### Exercise goal
Find "filename pad_instrument/src/detector.rs" and "let prev = self.last.replace((s.z, s.t_ms));" in the records below. Copy the lines holding them and every line between, exactly, and no others.

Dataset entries
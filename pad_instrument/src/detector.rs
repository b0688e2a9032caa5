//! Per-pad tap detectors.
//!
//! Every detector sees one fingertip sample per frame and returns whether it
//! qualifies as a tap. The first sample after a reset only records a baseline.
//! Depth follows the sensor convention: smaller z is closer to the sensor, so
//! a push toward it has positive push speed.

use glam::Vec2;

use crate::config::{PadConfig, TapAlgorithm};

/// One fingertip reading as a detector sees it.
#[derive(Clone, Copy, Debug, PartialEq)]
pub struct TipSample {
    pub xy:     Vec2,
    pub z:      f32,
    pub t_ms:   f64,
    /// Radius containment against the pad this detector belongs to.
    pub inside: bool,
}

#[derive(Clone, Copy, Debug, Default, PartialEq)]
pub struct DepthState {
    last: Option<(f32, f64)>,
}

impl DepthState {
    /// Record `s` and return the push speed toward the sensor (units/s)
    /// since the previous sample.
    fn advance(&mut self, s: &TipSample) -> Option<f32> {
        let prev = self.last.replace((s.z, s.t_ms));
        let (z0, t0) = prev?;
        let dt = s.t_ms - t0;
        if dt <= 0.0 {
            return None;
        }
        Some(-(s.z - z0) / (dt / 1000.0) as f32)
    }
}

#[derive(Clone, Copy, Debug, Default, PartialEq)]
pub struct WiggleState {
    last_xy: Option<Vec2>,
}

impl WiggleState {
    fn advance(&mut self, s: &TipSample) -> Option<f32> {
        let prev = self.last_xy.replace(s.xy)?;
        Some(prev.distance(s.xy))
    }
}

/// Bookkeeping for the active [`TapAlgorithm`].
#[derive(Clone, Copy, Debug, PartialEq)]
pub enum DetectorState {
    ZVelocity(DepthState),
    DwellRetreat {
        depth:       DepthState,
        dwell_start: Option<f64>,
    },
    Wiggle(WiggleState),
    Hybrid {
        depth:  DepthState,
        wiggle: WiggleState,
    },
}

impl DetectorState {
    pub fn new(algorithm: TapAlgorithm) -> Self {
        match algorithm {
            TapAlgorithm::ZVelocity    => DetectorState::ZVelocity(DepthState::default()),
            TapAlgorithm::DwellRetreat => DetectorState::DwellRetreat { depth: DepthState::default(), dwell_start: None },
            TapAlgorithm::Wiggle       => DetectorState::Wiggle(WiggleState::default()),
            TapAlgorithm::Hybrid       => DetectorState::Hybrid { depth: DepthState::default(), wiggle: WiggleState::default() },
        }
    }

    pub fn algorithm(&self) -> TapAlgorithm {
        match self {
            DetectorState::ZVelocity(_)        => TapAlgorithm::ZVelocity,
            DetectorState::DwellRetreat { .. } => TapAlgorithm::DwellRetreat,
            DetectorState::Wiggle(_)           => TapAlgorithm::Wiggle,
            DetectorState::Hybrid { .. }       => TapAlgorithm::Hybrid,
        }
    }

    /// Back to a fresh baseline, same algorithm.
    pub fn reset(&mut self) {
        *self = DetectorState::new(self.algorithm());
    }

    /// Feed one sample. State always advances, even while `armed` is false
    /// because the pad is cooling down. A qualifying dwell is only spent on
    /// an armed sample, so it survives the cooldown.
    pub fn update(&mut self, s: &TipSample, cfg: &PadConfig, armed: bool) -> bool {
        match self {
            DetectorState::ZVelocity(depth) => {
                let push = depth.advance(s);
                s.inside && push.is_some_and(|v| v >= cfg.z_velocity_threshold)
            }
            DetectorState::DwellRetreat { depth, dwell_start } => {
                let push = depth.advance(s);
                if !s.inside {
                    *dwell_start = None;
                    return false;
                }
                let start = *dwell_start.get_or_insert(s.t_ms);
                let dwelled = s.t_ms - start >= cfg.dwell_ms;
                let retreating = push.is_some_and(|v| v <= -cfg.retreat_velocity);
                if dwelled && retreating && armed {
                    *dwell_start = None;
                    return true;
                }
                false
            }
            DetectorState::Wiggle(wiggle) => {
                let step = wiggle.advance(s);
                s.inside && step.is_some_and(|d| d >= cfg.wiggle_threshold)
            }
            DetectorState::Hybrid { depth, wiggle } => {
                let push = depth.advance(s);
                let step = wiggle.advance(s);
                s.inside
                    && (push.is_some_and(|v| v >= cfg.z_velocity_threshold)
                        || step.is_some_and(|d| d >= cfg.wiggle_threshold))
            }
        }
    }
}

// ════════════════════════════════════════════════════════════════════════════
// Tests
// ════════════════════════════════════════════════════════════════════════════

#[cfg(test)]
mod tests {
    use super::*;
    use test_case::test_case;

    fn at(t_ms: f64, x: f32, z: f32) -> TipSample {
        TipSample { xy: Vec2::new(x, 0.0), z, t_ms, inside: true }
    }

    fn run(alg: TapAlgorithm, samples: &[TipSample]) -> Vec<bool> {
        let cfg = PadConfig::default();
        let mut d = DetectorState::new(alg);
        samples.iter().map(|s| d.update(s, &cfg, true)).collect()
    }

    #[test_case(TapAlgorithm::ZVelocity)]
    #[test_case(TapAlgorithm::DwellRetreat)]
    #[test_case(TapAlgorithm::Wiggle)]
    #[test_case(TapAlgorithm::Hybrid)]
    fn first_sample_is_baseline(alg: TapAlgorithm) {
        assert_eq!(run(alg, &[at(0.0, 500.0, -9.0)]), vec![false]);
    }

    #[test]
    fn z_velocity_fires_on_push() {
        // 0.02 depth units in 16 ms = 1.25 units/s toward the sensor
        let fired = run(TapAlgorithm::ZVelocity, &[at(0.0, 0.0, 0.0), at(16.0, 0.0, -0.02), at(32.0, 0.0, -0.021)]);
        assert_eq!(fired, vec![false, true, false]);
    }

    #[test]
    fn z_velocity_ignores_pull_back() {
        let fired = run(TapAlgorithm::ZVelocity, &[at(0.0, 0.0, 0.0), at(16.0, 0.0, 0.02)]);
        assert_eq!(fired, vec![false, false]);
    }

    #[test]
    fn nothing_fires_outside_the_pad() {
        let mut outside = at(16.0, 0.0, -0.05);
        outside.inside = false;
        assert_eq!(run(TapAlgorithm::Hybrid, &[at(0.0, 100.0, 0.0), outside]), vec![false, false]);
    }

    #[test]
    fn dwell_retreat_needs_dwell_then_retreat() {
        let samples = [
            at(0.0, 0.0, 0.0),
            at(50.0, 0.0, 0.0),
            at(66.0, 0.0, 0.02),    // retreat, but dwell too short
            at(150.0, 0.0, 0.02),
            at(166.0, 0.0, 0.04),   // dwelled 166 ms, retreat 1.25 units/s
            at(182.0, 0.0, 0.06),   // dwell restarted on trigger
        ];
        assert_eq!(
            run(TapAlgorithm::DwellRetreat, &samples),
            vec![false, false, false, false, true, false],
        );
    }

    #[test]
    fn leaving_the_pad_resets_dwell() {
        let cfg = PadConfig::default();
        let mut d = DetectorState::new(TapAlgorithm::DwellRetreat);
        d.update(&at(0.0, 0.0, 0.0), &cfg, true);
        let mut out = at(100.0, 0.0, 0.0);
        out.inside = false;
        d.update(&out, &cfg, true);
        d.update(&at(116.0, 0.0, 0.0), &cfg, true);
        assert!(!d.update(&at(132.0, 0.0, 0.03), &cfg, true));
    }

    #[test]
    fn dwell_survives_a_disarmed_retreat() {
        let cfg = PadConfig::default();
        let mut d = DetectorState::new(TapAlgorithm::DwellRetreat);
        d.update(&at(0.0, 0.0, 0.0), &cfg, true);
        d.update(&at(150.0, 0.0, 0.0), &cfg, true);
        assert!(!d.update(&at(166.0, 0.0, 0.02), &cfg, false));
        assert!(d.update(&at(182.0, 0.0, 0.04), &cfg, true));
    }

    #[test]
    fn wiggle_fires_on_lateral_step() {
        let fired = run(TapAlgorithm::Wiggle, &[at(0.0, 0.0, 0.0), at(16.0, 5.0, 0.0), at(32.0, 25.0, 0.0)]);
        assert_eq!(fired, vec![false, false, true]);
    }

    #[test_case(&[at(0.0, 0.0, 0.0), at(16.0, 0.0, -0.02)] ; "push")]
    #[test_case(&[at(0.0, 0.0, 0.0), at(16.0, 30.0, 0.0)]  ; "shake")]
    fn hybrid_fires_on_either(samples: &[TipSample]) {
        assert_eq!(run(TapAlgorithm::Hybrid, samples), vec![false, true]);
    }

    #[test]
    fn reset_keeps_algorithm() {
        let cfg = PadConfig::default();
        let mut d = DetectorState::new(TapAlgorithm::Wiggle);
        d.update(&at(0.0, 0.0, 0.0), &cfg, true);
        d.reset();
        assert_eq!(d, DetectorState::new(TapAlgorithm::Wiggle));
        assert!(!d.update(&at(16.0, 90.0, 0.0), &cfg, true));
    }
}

==

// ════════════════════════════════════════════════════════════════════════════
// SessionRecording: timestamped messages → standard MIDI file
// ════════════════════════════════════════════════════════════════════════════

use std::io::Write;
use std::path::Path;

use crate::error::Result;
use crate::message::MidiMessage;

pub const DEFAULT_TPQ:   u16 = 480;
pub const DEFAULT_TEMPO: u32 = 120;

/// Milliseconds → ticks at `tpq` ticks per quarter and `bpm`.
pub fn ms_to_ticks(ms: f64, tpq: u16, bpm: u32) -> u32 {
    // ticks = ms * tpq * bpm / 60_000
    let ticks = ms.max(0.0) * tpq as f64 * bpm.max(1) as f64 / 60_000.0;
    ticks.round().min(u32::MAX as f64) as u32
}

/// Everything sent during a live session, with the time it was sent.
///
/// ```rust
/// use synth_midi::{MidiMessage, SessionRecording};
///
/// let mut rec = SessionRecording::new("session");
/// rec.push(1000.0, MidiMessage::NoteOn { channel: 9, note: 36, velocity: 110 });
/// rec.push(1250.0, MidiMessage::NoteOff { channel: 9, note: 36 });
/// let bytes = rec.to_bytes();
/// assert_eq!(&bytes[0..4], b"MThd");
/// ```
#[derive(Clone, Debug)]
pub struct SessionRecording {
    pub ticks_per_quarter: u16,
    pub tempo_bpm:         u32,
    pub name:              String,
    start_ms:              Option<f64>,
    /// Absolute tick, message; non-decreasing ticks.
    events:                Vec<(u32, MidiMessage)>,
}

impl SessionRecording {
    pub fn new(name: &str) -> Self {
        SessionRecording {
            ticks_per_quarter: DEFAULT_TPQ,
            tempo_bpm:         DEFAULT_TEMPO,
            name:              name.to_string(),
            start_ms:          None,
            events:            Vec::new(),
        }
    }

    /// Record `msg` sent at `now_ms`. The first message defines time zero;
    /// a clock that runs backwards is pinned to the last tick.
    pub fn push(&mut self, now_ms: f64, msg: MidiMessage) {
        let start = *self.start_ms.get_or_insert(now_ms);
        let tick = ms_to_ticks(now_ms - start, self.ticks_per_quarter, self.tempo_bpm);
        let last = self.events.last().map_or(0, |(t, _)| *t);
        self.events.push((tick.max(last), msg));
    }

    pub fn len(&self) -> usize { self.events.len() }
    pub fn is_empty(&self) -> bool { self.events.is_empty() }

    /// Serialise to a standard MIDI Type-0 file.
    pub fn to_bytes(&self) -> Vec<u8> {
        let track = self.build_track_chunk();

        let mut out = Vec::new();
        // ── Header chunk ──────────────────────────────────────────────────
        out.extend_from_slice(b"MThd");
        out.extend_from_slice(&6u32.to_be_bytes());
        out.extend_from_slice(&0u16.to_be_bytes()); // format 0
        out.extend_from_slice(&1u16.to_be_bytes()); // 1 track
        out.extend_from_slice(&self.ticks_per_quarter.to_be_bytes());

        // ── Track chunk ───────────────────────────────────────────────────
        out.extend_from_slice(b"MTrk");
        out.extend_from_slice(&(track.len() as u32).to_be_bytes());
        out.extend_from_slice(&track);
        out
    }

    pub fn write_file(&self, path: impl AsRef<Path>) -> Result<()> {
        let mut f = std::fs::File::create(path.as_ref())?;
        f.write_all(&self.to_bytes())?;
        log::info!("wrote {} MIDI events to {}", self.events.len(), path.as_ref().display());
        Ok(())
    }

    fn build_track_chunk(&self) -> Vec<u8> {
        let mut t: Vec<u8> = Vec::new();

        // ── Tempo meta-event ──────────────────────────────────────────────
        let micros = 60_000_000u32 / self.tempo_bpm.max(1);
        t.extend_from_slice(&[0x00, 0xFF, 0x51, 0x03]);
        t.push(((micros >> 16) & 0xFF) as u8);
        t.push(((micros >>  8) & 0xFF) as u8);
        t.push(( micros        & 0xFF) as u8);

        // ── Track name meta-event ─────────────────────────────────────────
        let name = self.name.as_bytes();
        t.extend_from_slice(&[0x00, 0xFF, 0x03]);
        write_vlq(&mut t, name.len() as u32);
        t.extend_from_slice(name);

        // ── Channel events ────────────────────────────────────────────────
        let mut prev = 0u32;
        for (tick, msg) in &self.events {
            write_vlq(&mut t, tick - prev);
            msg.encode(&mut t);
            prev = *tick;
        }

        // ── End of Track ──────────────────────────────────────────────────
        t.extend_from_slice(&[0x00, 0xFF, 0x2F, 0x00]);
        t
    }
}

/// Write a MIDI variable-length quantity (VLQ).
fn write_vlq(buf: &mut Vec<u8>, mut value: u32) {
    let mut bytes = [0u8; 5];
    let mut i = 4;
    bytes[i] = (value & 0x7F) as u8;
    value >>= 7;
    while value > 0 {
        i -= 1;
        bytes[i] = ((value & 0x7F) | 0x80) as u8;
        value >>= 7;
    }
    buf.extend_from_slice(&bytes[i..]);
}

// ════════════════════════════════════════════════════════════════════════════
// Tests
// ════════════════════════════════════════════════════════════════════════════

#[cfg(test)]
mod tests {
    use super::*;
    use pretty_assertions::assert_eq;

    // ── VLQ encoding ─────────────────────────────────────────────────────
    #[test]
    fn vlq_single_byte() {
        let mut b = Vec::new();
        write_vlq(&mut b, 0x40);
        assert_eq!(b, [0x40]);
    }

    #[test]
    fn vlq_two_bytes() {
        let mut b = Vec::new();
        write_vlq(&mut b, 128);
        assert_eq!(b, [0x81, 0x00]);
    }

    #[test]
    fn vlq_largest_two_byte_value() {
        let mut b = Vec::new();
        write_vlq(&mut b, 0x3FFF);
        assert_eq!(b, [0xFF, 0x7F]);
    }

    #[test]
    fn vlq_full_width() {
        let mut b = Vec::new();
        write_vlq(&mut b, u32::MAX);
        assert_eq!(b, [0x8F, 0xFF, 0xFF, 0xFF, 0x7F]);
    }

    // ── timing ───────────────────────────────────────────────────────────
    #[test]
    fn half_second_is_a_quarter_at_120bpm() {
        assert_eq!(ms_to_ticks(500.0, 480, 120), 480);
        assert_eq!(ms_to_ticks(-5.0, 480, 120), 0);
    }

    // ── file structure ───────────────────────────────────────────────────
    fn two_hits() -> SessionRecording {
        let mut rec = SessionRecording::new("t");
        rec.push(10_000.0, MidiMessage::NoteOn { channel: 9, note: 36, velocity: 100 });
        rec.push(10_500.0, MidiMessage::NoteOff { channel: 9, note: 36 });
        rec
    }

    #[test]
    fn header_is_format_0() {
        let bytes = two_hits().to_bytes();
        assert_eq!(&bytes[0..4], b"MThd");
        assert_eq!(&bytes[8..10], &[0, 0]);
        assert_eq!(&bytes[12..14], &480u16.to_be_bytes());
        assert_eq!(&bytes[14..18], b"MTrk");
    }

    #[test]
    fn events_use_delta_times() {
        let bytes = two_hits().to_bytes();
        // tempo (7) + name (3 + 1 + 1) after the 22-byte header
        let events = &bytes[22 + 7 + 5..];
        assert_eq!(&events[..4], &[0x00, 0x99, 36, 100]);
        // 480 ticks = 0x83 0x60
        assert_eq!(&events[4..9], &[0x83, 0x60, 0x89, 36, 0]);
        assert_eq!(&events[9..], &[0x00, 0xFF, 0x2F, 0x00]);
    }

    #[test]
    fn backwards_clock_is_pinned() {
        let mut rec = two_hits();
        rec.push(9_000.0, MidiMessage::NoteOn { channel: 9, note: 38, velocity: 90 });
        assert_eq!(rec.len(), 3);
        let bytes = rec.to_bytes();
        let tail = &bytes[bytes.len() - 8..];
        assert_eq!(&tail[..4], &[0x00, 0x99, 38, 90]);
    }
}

### Your response
filename pad_instrument/src/detector.rs
repository b0688e2a9032caa5
//! Per-pad tap detectors.
//!
//! Every detector sees one fingertip sample per frame and returns whether it
//! qualifies as a tap. The first sample after a reset only records a baseline.
//! Depth follows the sensor convention: smaller z is closer to the sensor, so
//! a push toward it has positive push speed.

use glam::Vec2;

use crate::config::{PadConfig, TapAlgorithm};

/// One fingertip reading as a detector sees it.
#[derive(Clone, Copy, Debug, PartialEq)]
pub struct TipSample {
    pub xy:     Vec2,
    pub z:      f32,
    pub t_ms:   f64,
    /// Radius containment against the pad this detector belongs to.
    pub inside: bool,
}

#[derive(Clone, Copy, Debug, Default, PartialEq)]
pub struct DepthState {
    last: Option<(f32, f64)>,
}

impl DepthState {
    /// Record `s` and return the push speed toward the sensor (units/s)
    /// since the previous sample.
    fn advance(&mut self, s: &TipSample) -> Option<f32> {
        let prev = self.last.replace((s.z, s.t_ms));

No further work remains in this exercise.